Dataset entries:
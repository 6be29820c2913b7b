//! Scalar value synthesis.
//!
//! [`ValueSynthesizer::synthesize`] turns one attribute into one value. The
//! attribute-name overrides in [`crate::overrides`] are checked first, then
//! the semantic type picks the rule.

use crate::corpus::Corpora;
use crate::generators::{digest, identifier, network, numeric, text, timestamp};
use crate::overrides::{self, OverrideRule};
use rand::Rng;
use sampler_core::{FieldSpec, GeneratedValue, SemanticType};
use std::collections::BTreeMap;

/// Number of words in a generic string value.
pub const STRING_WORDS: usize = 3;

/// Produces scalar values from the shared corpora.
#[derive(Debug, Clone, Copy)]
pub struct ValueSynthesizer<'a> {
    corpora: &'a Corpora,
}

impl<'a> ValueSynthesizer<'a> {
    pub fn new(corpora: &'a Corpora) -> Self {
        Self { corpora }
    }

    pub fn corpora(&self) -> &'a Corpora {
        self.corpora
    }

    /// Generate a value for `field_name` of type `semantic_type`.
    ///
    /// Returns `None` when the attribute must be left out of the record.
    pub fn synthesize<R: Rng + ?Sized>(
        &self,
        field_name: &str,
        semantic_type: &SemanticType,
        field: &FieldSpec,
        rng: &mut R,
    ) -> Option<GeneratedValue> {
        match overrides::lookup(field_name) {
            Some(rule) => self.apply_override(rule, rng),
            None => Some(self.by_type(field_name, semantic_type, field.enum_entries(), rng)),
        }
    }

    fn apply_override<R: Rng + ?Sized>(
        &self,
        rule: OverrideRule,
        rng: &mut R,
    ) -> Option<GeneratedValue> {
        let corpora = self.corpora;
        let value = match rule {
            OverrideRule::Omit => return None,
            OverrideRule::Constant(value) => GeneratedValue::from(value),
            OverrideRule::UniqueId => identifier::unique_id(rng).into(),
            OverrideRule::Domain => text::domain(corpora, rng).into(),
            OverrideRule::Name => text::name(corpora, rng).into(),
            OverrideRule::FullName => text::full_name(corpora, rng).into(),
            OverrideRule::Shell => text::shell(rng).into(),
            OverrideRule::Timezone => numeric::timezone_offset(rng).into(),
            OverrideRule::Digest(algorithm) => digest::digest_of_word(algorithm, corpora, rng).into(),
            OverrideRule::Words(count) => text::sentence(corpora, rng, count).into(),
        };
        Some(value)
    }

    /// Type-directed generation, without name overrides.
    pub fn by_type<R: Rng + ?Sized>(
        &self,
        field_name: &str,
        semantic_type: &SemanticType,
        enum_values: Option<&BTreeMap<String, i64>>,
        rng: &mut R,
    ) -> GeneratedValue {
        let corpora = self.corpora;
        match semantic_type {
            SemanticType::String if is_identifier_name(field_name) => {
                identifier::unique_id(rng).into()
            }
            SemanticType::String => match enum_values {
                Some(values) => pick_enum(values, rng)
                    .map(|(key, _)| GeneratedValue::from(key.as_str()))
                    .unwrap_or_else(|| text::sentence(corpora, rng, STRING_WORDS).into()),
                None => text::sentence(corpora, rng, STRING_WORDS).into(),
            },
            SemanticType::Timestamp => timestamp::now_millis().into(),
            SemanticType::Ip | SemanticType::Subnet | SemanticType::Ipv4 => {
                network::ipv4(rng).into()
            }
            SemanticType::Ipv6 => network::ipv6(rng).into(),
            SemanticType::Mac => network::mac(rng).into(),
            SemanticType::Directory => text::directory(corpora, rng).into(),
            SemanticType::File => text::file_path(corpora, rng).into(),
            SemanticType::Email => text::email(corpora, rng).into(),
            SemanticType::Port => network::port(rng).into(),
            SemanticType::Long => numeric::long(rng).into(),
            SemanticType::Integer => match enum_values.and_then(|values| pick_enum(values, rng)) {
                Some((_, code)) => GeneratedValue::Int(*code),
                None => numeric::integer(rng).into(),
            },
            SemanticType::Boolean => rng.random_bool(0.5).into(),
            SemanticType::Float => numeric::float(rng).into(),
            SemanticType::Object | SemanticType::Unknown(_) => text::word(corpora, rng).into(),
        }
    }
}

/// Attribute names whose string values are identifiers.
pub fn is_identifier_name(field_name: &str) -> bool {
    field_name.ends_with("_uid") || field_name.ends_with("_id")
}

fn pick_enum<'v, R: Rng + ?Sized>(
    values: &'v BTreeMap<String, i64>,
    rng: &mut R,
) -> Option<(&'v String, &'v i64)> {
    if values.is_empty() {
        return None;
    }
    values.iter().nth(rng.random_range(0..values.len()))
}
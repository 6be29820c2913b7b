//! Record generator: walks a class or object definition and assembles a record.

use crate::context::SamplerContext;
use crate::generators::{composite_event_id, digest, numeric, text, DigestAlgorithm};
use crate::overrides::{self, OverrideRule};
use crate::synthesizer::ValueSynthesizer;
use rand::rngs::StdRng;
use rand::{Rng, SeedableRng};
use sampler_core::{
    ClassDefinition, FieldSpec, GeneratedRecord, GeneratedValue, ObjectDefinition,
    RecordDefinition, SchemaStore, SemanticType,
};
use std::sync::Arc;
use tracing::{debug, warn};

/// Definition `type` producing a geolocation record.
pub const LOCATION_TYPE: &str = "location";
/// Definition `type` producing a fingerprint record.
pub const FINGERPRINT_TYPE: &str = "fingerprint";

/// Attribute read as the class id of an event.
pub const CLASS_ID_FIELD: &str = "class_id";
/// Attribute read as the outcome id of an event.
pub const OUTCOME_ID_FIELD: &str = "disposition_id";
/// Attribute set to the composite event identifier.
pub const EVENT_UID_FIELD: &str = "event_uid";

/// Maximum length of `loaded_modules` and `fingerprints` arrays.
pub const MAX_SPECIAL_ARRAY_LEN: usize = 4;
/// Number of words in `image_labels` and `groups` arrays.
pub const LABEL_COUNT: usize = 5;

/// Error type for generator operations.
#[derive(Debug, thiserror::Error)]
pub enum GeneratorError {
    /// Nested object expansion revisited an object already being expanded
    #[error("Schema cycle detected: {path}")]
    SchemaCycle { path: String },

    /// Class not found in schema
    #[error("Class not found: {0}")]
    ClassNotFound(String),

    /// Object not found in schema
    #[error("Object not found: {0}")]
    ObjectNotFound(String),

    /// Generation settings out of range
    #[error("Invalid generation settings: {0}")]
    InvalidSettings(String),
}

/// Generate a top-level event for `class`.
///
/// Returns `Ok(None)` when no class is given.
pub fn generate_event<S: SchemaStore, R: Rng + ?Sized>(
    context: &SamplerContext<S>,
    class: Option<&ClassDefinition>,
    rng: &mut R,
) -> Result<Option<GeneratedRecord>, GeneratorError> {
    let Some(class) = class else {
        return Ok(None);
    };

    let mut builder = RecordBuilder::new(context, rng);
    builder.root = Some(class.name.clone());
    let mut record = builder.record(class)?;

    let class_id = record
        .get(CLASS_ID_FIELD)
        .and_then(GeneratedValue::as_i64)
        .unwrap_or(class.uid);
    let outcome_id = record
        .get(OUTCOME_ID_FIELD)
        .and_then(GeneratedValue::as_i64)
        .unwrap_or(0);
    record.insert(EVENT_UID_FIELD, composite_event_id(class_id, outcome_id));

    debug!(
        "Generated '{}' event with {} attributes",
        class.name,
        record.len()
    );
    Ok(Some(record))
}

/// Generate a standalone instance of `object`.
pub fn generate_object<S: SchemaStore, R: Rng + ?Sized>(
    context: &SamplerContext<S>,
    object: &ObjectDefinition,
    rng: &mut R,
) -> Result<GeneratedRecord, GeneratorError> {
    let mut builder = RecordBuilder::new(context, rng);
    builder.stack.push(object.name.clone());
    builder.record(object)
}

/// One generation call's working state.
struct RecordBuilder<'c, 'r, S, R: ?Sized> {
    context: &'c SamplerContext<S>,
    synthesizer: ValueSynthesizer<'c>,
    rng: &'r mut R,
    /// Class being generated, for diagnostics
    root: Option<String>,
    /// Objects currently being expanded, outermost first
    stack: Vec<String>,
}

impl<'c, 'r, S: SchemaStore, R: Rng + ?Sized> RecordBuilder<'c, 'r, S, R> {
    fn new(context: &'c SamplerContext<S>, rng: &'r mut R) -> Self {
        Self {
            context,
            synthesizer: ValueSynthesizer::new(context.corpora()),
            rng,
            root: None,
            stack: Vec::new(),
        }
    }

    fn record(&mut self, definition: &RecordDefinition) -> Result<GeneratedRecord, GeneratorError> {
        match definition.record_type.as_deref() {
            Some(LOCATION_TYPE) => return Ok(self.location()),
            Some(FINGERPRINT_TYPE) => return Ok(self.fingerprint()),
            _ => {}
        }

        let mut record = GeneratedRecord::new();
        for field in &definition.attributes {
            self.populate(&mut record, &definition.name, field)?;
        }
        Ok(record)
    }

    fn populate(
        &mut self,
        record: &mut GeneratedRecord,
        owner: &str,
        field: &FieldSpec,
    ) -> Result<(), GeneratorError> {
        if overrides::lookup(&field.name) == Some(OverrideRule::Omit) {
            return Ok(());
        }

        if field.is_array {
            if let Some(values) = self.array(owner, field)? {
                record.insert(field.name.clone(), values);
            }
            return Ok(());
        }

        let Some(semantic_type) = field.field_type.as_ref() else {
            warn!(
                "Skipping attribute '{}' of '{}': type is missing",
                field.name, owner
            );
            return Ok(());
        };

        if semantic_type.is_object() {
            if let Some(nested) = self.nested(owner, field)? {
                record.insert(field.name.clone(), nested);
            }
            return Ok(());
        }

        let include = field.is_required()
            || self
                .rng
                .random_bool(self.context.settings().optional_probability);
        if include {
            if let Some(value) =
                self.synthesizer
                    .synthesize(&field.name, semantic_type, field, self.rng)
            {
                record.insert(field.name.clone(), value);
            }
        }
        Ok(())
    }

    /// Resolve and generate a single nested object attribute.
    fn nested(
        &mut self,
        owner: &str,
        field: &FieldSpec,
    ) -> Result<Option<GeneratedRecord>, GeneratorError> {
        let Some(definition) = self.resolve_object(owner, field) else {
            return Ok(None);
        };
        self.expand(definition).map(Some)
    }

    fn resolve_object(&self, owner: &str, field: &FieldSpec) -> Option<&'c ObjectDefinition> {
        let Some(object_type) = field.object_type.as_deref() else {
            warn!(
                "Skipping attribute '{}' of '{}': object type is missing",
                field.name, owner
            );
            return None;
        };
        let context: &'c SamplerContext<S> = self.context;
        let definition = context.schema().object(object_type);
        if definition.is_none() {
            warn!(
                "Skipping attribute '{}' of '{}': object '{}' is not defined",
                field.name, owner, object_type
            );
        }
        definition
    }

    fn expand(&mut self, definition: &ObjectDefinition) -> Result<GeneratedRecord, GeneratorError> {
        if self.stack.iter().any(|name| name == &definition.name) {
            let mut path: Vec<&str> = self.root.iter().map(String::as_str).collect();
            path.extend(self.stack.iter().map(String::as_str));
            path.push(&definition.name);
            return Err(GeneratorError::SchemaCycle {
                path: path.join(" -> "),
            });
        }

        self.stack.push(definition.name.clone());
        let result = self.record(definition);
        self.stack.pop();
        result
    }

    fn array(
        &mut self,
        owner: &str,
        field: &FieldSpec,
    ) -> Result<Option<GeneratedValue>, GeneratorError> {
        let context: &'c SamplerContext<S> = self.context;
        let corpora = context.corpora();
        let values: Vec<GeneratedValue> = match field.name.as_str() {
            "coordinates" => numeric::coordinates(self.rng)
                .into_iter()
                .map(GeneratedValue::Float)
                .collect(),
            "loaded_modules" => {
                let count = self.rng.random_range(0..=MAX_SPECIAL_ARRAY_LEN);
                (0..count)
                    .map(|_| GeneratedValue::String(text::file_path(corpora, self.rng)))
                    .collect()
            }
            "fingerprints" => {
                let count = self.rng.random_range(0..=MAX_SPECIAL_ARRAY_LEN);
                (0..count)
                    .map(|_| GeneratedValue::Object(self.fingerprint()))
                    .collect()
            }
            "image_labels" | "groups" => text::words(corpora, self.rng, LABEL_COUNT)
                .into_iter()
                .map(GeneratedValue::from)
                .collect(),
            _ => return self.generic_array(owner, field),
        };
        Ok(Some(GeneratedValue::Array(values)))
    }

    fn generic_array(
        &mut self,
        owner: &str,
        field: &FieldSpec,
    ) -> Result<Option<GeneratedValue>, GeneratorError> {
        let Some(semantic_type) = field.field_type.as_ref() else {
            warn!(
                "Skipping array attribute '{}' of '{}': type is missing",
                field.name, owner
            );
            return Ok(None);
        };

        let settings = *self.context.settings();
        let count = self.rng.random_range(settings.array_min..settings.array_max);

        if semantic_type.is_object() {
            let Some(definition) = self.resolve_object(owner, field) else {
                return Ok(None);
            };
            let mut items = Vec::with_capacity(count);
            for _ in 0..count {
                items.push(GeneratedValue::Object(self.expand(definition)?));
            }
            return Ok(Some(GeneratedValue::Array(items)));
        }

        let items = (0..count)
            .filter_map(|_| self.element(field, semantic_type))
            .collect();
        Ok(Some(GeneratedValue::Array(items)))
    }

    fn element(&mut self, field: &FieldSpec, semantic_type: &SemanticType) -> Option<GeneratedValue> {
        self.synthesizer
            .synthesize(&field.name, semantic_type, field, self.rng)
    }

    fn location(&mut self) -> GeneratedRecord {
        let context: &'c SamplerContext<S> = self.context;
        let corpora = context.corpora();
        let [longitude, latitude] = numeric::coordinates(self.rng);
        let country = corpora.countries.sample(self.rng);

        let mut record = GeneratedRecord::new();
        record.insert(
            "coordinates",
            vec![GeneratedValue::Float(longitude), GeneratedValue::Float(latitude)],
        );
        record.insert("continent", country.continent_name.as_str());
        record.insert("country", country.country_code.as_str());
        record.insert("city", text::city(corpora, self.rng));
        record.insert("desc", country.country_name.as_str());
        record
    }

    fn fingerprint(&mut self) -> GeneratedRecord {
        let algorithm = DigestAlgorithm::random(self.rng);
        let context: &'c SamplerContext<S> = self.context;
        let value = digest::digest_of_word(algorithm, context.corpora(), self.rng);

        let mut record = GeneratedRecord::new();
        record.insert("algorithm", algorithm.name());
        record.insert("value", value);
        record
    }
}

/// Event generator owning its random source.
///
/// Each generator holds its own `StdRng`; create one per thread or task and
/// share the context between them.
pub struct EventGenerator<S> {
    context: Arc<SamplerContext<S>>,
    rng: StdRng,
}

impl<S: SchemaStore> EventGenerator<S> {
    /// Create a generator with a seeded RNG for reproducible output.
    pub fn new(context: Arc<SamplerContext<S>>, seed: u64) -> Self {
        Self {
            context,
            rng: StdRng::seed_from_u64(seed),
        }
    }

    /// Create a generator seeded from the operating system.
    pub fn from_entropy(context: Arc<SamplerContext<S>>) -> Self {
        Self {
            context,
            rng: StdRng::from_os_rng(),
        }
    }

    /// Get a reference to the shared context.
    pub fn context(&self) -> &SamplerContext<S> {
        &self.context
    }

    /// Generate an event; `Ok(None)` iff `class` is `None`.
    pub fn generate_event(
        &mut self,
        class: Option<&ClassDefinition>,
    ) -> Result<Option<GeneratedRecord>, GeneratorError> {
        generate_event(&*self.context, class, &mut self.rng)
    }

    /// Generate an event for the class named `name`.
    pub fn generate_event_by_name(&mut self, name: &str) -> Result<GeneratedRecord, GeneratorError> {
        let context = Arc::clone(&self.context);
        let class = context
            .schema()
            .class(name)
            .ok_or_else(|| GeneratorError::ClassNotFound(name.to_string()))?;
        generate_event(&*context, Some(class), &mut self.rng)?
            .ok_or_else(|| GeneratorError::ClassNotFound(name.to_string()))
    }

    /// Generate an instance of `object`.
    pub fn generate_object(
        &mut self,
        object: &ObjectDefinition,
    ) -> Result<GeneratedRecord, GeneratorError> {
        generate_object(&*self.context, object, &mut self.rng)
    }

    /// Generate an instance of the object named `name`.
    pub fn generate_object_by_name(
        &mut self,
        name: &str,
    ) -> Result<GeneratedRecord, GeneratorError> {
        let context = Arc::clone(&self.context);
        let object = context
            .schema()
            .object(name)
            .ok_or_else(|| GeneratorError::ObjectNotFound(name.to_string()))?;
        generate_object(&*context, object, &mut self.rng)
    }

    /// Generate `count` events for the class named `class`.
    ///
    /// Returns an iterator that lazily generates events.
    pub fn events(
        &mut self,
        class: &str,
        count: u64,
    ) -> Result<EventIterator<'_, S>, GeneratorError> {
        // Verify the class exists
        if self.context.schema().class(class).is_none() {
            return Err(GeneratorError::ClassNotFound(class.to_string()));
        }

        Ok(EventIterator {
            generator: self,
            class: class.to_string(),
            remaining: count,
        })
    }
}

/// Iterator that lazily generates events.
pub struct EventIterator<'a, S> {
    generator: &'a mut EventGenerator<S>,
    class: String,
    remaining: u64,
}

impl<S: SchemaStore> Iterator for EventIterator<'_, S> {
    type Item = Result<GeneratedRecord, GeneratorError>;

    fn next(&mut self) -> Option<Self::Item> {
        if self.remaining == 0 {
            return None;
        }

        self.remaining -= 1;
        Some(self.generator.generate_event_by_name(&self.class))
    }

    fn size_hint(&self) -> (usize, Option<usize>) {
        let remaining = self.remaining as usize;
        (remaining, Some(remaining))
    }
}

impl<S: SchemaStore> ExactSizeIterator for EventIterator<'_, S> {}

EXERCISE PROMPT: In the data above, find the line that contains "of the record.", then reproduce exactly every line from the first line through that line.

OUTPUT FOR THIS EXERCISE:
repository 6be29820c2913b7b
//! Scalar value synthesis.
//!
//! [`ValueSynthesizer::synthesize`] turns one attribute into one value. The
//! attribute-name overrides in [`crate::overrides`] are checked first, then
//! the semantic type picks the rule.

use crate::corpus::Corpora;
use crate::generators::{digest, identifier, network, numeric, text, timestamp};
use crate::overrides::{self, OverrideRule};
use rand::Rng;
use sampler_core::{FieldSpec, GeneratedValue, SemanticType};
use std::collections::BTreeMap;

/// Number of words in a generic string value.
pub const STRING_WORDS: usize = 3;

/// Produces scalar values from the shared corpora.
#[derive(Debug, Clone, Copy)]
pub struct ValueSynthesizer<'a> {
    corpora: &'a Corpora,
}

impl<'a> ValueSynthesizer<'a> {
    pub fn new(corpora: &'a Corpora) -> Self {
        Self { corpora }
    }

    pub fn corpora(&self) -> &'a Corpora {
        self.corpora
    }

    /// Generate a value for `field_name` of type `semantic_type`.
    ///
    /// Returns `None` when the attribute must be left out of the record.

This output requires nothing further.